They were standing in line for bread. On the morning of May 27, 1992, more than a hundred people had gathered on Vaso Miskin street -- known today as Ferhadija street -- in the heart of Sarajevo. Two months into the siege, food had become desperately scarce, and a functioning bakery was reason enough to wait in the open, exposed, for however long it took. Three mortar shells, fired from positions in the direction of Borije, exploded among them. Twenty-six people died. A hundred and eight were wounded. A camera crew happened to be nearby, and the footage of bloodied, screaming civilians sprawled across the pavement became one of the defining images of the Bosnian War.
What makes the Ferhadija massacre so difficult to absorb is its target: a bread line. Not a military installation, not a government building, but a queue of hungry civilians performing the most basic human act of trying to feed themselves and their families. Sarajevo in May 1992 was already a city under relentless bombardment. Snipers controlled intersections. Mortar fire fell on markets, hospitals, and residential neighborhoods. The siege, which would last nearly four years and become the longest of a capital city in modern warfare, transformed every errand into a gamble with death. The people in that line knew the risks. They came anyway, because the alternative was starvation. The shells that struck them turned an act of survival into a scene of carnage that the world could not look away from.
The massacre was filmed, and the footage traveled the globe within hours. Images of dead and wounded Sarajevans lying on a city street, surrounded by the ordinary debris of daily life -- bags, shoes, scattered loaves -- broke through the political paralysis that had characterized the international response to the Bosnian War. Three days later, on May 30, 1992, the United Nations Security Council passed Resolution 757, imposing sweeping sanctions on the Federal Republic of Yugoslavia. The resolution banned international trade, scientific and technical cooperation, sports and cultural exchanges, air travel, and the movement of government officials. It was, at the time, one of the most comprehensive sanctions packages ever imposed on a nation. The bread line massacre did not end the siege -- that would take three more years of suffering -- but it marked the moment when the world could no longer claim ignorance of what was happening in Sarajevo.

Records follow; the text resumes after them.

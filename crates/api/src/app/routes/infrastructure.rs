use std::sync::Arc;

use axum::{
    extract::{Extension, Path, Query},
    routing::{get, post},
    Router,
};

use assetdesk_assets::AssetType;
use assetdesk_core::{DomainError, EntityKind, LocationId};
use assetdesk_infra::Filter;
use assetdesk_infrastructure::{InfrastructureUpdate, NewInfrastructure};

use crate::app::dto::{self, InfrastructureListQuery, Payload};
use crate::app::errors;
use crate::app::services::AppServices;

pub fn router() -> Router {
    Router::new()
        .route("/infrastructure", post(create_location).get(list_locations))
        .route("/infrastructure/", post(create_location).get(list_locations))
        .route(
            "/infrastructure/:id",
            get(get_location).put(update_location).delete(delete_location),
        )
        .route("/infrastructure/:id/vms", get(list_location_vms))
}

pub async fn list_locations(
    Extension(services): Extension<Arc<AppServices>>,
    Query(query): Query<InfrastructureListQuery>,
) -> axum::response::Response {
    let filter = match query.filter() {
        Ok(f) => f,
        Err(e) => return errors::domain_error_to_response(e),
    };
    match services.locations.find(&filter).await {
        Ok(items) => dto::ok(items),
        Err(e) => errors::service_error_to_response(e),
    }
}

pub async fn create_location(
    Extension(services): Extension<Arc<AppServices>>,
    Payload(body): Payload<NewInfrastructure>,
) -> axum::response::Response {
    match services.placement.create_location(body).await {
        Ok(record) => dto::ok(record),
        Err(e) => errors::service_error_to_response(e),
    }
}

pub async fn get_location(
    Extension(services): Extension<Arc<AppServices>>,
    Path(id): Path<String>,
) -> axum::response::Response {
    let id: LocationId = match dto::parse_id(&id) {
        Ok(id) => id,
        Err(resp) => return resp,
    };
    match services.locations.fetch(id).await {
        Ok(record) => dto::ok(record),
        Err(e) => errors::service_error_to_response(e),
    }
}

pub async fn update_location(
    Extension(services): Extension<Arc<AppServices>>,
    Path(id): Path<String>,
    Payload(body): Payload<InfrastructureUpdate>,
) -> axum::response::Response {
    match services.placement.update_location(&id, body).await {
        Ok(record) => dto::ok(record),
        Err(e) => errors::service_error_to_response(e),
    }
}

/// Assets referencing the location are left in place.
pub async fn delete_location(
    Extension(services): Extension<Arc<AppServices>>,
    Path(id): Path<String>,
) -> axum::response::Response {
    let id: LocationId = match dto::parse_id(&id) {
        Ok(id) => id,
        Err(resp) => return resp,
    };
    match services.locations.delete(id).await {
        Ok(true) => dto::message("Infrastructure location deleted successfully"),
        Ok(false) => errors::domain_error_to_response(DomainError::not_found(
            EntityKind::InfrastructureLocation,
        )),
        Err(e) => errors::service_error_to_response(e),
    }
}

/// VMs whose specs reference this location.
pub async fn list_location_vms(
    Extension(services): Extension<Arc<AppServices>>,
    Path(id): Path<String>,
) -> axum::response::Response {
    let id: LocationId = match dto::parse_id(&id) {
        Ok(id) => id,
        Err(resp) => return resp,
    };
    if let Err(e) = services.locations.fetch(id).await {
        return errors::service_error_to_response(e);
    }

    let filter = Filter::new()
        .eq("asset_type", AssetType::Vm.as_str())
        .eq("specs.infrastructure_location_id", id.to_string());
    match services.assets.find(&filter).await {
        Ok(items) => dto::ok(items),
        Err(e) => errors::service_error_to_response(e),
    }
}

The Serbian side denied responsibility for the attack, attributing it to the Army of the Republic of Bosnia and Herzegovina and characterizing it as a false flag operation. Defence ballistics expert Zorica Subotic, testifying at the trial of Ratko Mladic at The Hague, claimed inconsistencies in police reports and argued the shells had been fired from Bosnian Army positions between 100 and 120 meters away. The tribunal referred to the Ferhadija attack during the Mladic trial as an example of artillery terror used against civilians during the siege, though it did not pursue a separate investigation into this specific massacre. Whatever the disputed origin of the shells, the human reality on Ferhadija street was beyond dispute: twenty-six people who had been alive that morning, waiting for bread, were dead by afternoon.
Walk along Ferhadija street today and you may notice something in the pavement: irregular patterns of pockmarks filled with red resin, like blood frozen in stone. These are Sarajevo Roses -- the scars left by mortar shell impacts, preserved and painted red as memorials to the civilians who died where you are standing. A memorial plaque marks the site of the bread line massacre specifically. Ferhadija street has returned to being what it was before the siege: one of Sarajevo's main pedestrian thoroughfares, lined with shops and cafes, busy with people going about ordinary errands. The roses in the concrete are easy to miss if you are not looking for them. That is part of their power. They do not demand attention. They simply remain, embedded in the surface of a city that chose to remember its dead not with monuments set apart from daily life, but with marks laid into the very ground where people walk, shop, and yes, still line up for bread.
Located at 43.86N, 18.42E in central Sarajevo, Bosnia and Herzegovina. The city sits in a valley surrounded by the Dinaric Alps, clearly visible from altitude. Nearby airports include Sarajevo International (LQSA). The Ferhadija pedestrian zone runs through the old city center, identifiable from the air by the dense Ottoman-era street pattern of Bascarsija to the east and the wider Austro-Hungarian grid to the west.